Bill Taylor (bass) began his musical journey in the third grade, playing the clarinet, with later professional studies at the Peabody Institute in Baltimore.  He moved to Hollywood, California "to become a surfer and hippie," and worked as an electrical engineer in the aerospace industry "to support his addiction to music."  As well as playing the bass, Bill is an outstanding pianist and can be heard regularly at several venues in the Sacramento area.  West Coast Swing dancing, whitewater rafting, and snow skiing are high on Bill's personal recreation list.
 
Gail Crawford (percussion) plays World Music drums and other percussion instruments.   A member of the American Recorder Orchestra of the West for several years, she has performed in several ensembles, having played the recorder for over 15 years. Gail also serves on the Board of the Sacramento Recorder Society. Connecting sound to words, Gail also expresses her love of melody and rhythm through writing poetry: she has been doing this since she was eight. Strongly connected with nature, Gail volunteers at the Folsom Zoo Sanctuary and with Sierra Wild Life Rescue. She also hikes.
 
Mike Taylor (guitar) is originally from the San Francisco Bay Area.  Mike's musical journey began when he started to learn the guitar from a friend's father. Mike wanted to make music with his friends, so he began to teach himself jazz guitar technique and won a chair in his high school jazz band. Mike has performed as a guitar soloist, with jazz combos and surf bands, and country bands and big bands. To keep body-and-soul together, he's held many non-music jobs, including working for the Southern Pacific Railroad and as a professional photographer.  And, just to round things out (as the song says), there was a time in his life when made his living “pumping gas.”  Although Mike and Bill share the same name, they are not "The Taylor Brothers."  They frequently perform together as brothers-in-music, however.
 
 
Fred Gorin (trumpet and flugelhorn) grew up in the San Francisco Bay Area, playing trumpet in symphonic orchestras. His early childhood memories include all-day-long romps with friends on the Presidio (where his father was a military physician). His love of jazz developed two decades ago when he was drawn to Latin, Funk, and Hard Bop. This coincided with the addition of Flugelhorn to his stable of performance instruments.
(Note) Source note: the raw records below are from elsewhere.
use crate::modules::debt::handle::*;
use actix_web::web::{scope, ServiceConfig};

pub fn configure(cfg: &mut ServiceConfig) {
    cfg.service(
        scope("/debts")
            .service(list_debts)
            .service(create_debt)
            .service(get_debt)
            .service(update_debt)
            .service(delete_debt),
    );
}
When not performing with Escapé, Fred plays “eclectic horn” parts in Sacramento-based jazz and Latin bands.
 
Jeffrey Hoover (saxophone, flute, and vocals) hails from "the Middle Coast" (the Northern Indiana / Chicagoland region) and is the woodwind player for Escapé.  He began playing clarinet when he was in the fourth grade and took up the saxophone for jazz band in his junior year in high school.  Equally at home with classical and commercial music styles, he has performed with combos, bands, and orchestras (as a musician and conductor), touring in the United States, Western Europe, and parts of Eastern Europe including Hungary, Russia, Latvia, and Poland.  Jeffrey's career also includes university teaching (music theory, composition, and humanities) and creative work as an award-winning classical composer and fine-arts painter.